Arizona has a vast amount of wilderness areas and free, primitive camping is allowed on most of it. Primitive means no facilities; you carry in what you need and bring everything back out with you, leaving no trace that you were ever there. There are plenty of full-service campgrounds too for those requiring restrooms, showers and other amenities.
We like to ‘car camp’. That is to find a primitive spot that we can drive to with our trunks loaded up with most of the comforts of home.
This year, to allow for everyone’s hectic schedule, we chose a campsite just an hour outside of Scottsdale in the Superstition Wilderness Area of the Tonto National Forest. About 20 minutes past Apache Junction we took a left off of Rt. 60 onto the road that goes to the community of Queen Valley. Less than 2 miles up this road we took a right onto a dirt track leading to our destination.
Right off the bat things seemed a little peculiar.
Mary & I were to meet Lloyd and Johanna at a particular location. We found the spot easy enough but imagine our surprise to find two militiamen types there, shooting what looked like high-powered rifles into targets set up on a small hill. We cruised past them trying not to gape and they pretty much ignored us.
We pulled over a short way up the road. Mary had to make a pit stop. She came running back to the car exclaiming that it was like being in a war zone with the sounds of the shots echoing off the hills.
Fortunately Lloyd arrived soon. He was looking all good and happy. But he had some disappointing news. He had previously scouted the area and had chosen 2 potential campsites. Now he had just discovered that his first choice had already been nabbed. Well, site number two would have to do!
It was a fine site with huge mesquite trees and green, grassy areas thanks to the heavy fall rains this year. We set up camp and had a little lunch.
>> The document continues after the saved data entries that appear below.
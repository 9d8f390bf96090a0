//! Server configuration parameters.
//!
//! All tunables for the breakerd service.  Values come from
//! [`ServerConfig::default`], optionally replaced by a JSON file, and
//! finally overridden by command-line flags.  Every path into the server
//! goes through [`ServerConfig::validate`].

use core::fmt;
use std::net::{IpAddr, Ipv4Addr, SocketAddr};
use std::path::{Path, PathBuf};

use serde::{Deserialize, Serialize};

use crate::protocol::parser::ParseMode;
use crate::registers::RegisterDefaults;

/// Default TCP listen port.
pub const DEFAULT_PORT: u16 = 2222;

/// Default credential file, relative to the working directory.
pub const DEFAULT_CREDENTIALS_PATH: &str = "./passwd";

/// Longest accepted command line, in bytes.
pub const DEFAULT_MAX_LINE_LEN: usize = 8000;

/// Core server configuration
#[derive(Debug, Clone, PartialEq, Serialize, Deserialize)]
#[serde(default)]
pub struct ServerConfig {
    // --- Listener ---
    /// Address to bind
    pub bind_addr: IpAddr,
    /// TCP port (0 lets the OS pick one)
    pub listen_port: u16,
    /// Concurrent sessions; 1 reproduces the one-client-at-a-time server
    pub max_sessions: usize,
    /// Idle read timeout per session in seconds (`None` waits forever)
    pub read_timeout_secs: Option<u64>,
    /// Stop accepting connections after an authorized `exit`
    pub exit_stops_server: bool,

    // --- Protocol ---
    /// Longest accepted line in bytes
    pub max_line_len: usize,
    /// How unparsable numeric tokens are treated
    pub parse_mode: ParseMode,
    /// Report unknown user and bad password with one generic message
    pub collapse_auth_errors: bool,

    // --- Credentials ---
    /// `<user> <password> <level>` file, re-read on every lookup
    pub credentials_path: PathBuf,

    // --- Hardware ---
    /// Power-on register values
    pub initial_registers: RegisterDefaults,
}

impl Default for ServerConfig {
    fn default() -> Self {
        Self {
            bind_addr: IpAddr::V4(Ipv4Addr::UNSPECIFIED),
            listen_port: DEFAULT_PORT,
            max_sessions: 8,
            read_timeout_secs: Some(300),
            exit_stops_server: true,

            max_line_len: DEFAULT_MAX_LINE_LEN,
            parse_mode: ParseMode::Legacy,
            collapse_auth_errors: false,

            credentials_path: PathBuf::from(DEFAULT_CREDENTIALS_PATH),

            initial_registers: RegisterDefaults::default(),
        }
    }
}

impl ServerConfig {
    /// Load a configuration file.  Missing fields keep their defaults.
    pub fn load(path: &Path) -> Result<Self, ConfigError> {
        let text = std::fs::read_to_string(path).map_err(|e| match e.kind() {
            std::io::ErrorKind::NotFound => ConfigError::NotFound,
            _ => ConfigError::IoError,
        })?;
        let config: Self = serde_json::from_str(&text).map_err(|_| ConfigError::Corrupted)?;
        config.validate()?;
        Ok(config)
    }

    /// Range-check every field.  Invalid values are rejected, not clamped.
    pub fn validate(&self) -> Result<(), ConfigError> {
        if self.max_sessions == 0 {
            return Err(ConfigError::ValidationFailed("max_sessions must be at least 1"));
        }
        if self.max_line_len < 16 {
            return Err(ConfigError::ValidationFailed("max_line_len must be at least 16"));
        }
        if self.read_timeout_secs == Some(0) {
            return Err(ConfigError::ValidationFailed(
                "read_timeout_secs must be positive or null",
            ));
        }
        if self.credentials_path.as_os_str().is_empty() {
            return Err(ConfigError::ValidationFailed("credentials_path must not be empty"));
        }
        Ok(())
    }

    /// Socket address the listener binds.
    pub fn listen_addr(&self) -> SocketAddr {
        SocketAddr::new(self.bind_addr, self.listen_port)
    }
}

/// Errors from loading or validating a [`ServerConfig`].
#[derive(Debug, Clone, Copy, PartialEq, Eq)]
pub enum ConfigError {
    /// The config file does not exist.
    NotFound,
    /// The file is not valid JSON for this schema.
    Corrupted,
    /// A field failed range validation.
    ValidationFailed(&'static str),
    /// The file exists but could not be read.
    IoError,
}

impl fmt::Display for ConfigError {
    fn fmt(&self, f: &mut fmt::Formatter<'_>) -> fmt::Result {
        match self {
            Self::NotFound => write!(f, "config not found"),
            Self::Corrupted => write!(f, "config corrupted"),
            Self::ValidationFailed(msg) => write!(f, "validation failed: {}", msg),
            Self::IoError => write!(f, "I/O error"),
        }
    }
}

impl std::error::Error for ConfigError {}
//! Outbound application events.
//!
//! The [`AppService`](super::service::AppService) emits these through the
//! [`EventSink`](super::ports::EventSink) port.  Adapters on the other
//! side decide what to do with them (log lines today).

use crate::error::CommandError;
use crate::registers::RegisterId;
use crate::safety::TripEvent;

use super::commands::AppCommand;

/// Structured events emitted by the application core.
#[derive(Debug, Clone, PartialEq, Eq)]
pub enum AppEvent {
    /// An authorized command was dispatched.
    CommandExecuted { user: String, command: AppCommand },

    /// A line was rejected; the reply carries the same error.
    CommandRejected(CommandError),

    /// The interlock opened the breaker.
    BreakerTripped(TripEvent),

    /// Named or non-zero registers after a line was handled.
    Registers(Vec<(RegisterId, u8)>),
}
//! Commands a client can run.
//!
//! Numeric ids are part of the wire protocol (scripts send them in place
//! of the names), so they must never be renumbered.

use crate::registers::RegisterId;

/// Command discriminant, as resolved from the command token.
#[derive(Debug, Clone, Copy, PartialEq, Eq, Hash)]
#[repr(u8)]
pub enum CommandKind {
    /// No operation; still runs the interlock.
    Nop = 0,
    /// End the session without running the interlock.
    Exit = 1,
    /// Write one register.
    SetVariable = 2,
}

impl CommandKind {
    pub const fn id(self) -> u8 {
        self as u8
    }

    pub fn from_id(id: i64) -> Option<Self> {
        match id {
            0 => Some(Self::Nop),
            1 => Some(Self::Exit),
            2 => Some(Self::SetVariable),
            _ => None,
        }
    }
}

/// A fully validated command, ready for dispatch.
#[derive(Debug, Clone, Copy, PartialEq, Eq)]
pub enum AppCommand {
    Nop,
    Exit,
    SetVariable { register: RegisterId, value: u8 },
}

impl AppCommand {
    pub const fn kind(&self) -> CommandKind {
        match self {
            Self::Nop => CommandKind::Nop,
            Self::Exit => CommandKind::Exit,
            Self::SetVariable { .. } => CommandKind::SetVariable,
        }
    }
}
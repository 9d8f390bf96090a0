//! Text command protocol.
//!
//! ```text
//! ┌──────────┐   ┌──────────┐   ┌─────────────┐   ┌─────────────┐
//! │  codec   │──▶│  parser  │──▶│ auth (authn │──▶│ AppService  │
//! │ (lines)  │   │ (tokens) │   │  + authz)   │   │ (dispatch)  │
//! └──────────┘   └──────────┘   └─────────────┘   └─────────────┘
//! ```

pub mod auth;
pub mod codec;
pub mod parser;
//! Fuzz target: `AppService::handle_line`
//!
//! Runs arbitrary text through the full pipeline with a fixed credential
//! set.  Invariants checked:
//! - No panics under any input
//! - The breaker is never left closed with the voltage out of window
//!   after an accepted non-exit command
//! - A rejected line leaves the register bank untouched
//!
//! cargo fuzz run fuzz_line_pipeline

#![no_main]

use breakerd::adapters::credentials::MemoryCredentialStore;
use breakerd::app::ports::NullSink;
use breakerd::safety::Interlock;
use breakerd::{AppService, ServerConfig};
use libfuzzer_sys::fuzz_target;

fuzz_target!(|data: &[u8]| {
    let line = String::from_utf8_lossy(data);
    let app = AppService::new(
        MemoryCredentialStore::parse("seth zzz 15\nbob pw 1\n"),
        &ServerConfig::default(),
    );

    let before = app.snapshot();
    let out = app.handle_line(&line, &mut NullSink);

    match out.reply {
        Err(_) => assert_eq!(app.snapshot(), before),
        Ok(()) if !out.close_session => {
            assert!(!Interlock::trip_conditions_met(&app.snapshot()));
        }
        Ok(()) => {}
    }
});
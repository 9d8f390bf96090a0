//! Application core — the command pipeline, no I/O.
//!
//! Authentication, authorization, dispatch and the interlock pass live
//! here.  The credential source and event output are reached only through
//! the **port traits** in [`ports`], so the whole pipeline runs in tests
//! without a socket or a credential file.

pub mod commands;
pub mod events;
pub mod ports;
pub mod service;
Lloyd & Johanna told us that the people over at our first choice site were “re-enacters.” They dress in 1800’s style clothing and could have nothing in camp that existed after 1840. Their tents were canvas, utensils handmade and most of them were pretty good marksmen with gun powder muskets.
We decided to take a little cross-country hike to visit with our neighbors and a short while later we walked into their camp. Their presence was so complete (once you got past the cars) that I felt as though I was visiting them from the future!
They welcomed us warmly. The head honcho was called CowCatcher and he spent a lot of time answering our questions and showing us around. He explained how some of the marksmen competitions worked and made very sure we knew where the courses were set up. We could hear an occasional shot and if you heard the ‘ting’ after the shot you knew the target hidden in the brush had been hit.
Some of the women could shoot those heavy guns too but they also had the “Bobbitt Throw” to hone their skills. There was a slab of tree trunk hung up on a tripod. A hot dog (hhmmmm… are hot dogs pre-1840?) was pinned to the slab with a couple of toothpicks. And then, as you may have guessed, the women bring out their hatchets!
A small, dark-haired woman called “Grasshopper” had the deadly aim and cleaved the dog to win the contest!
Soon after that we headed back to the future and our campsite. We settled in for the night, had some dinner and kept the fire going till the arrival of the New Year.
As interesting as this trip was, I wouldn’t recommend this area, at least not on popular camping days. We had some other neighbors, whom we never saw but we sure could hear and the fools were shooting off guns at midnight. A number of innocent people get killed every year from idiots shooting bullets into the air. Fortunately we all lived to see the New Year.
This was the trade-off for the short drive time. Last year we drove way down past Tuscon and camped in the Buenos Aires Wildlife Refuge and pretty much didn’t see or hear anyone else for the three days we were there.
New Year’s Day, Mary was up long before the dawn because her new sleeping bag wasn’t working too well and she froze all night. She had just about everything packed by the time the sun was coming up. All that activity was enough to get me up in time to see the first sunrise of 2001.
It was a piddly little event with some pale gray and pink streaks shooting out over the top of a mesa. As far as the universe was concerned it was just another day.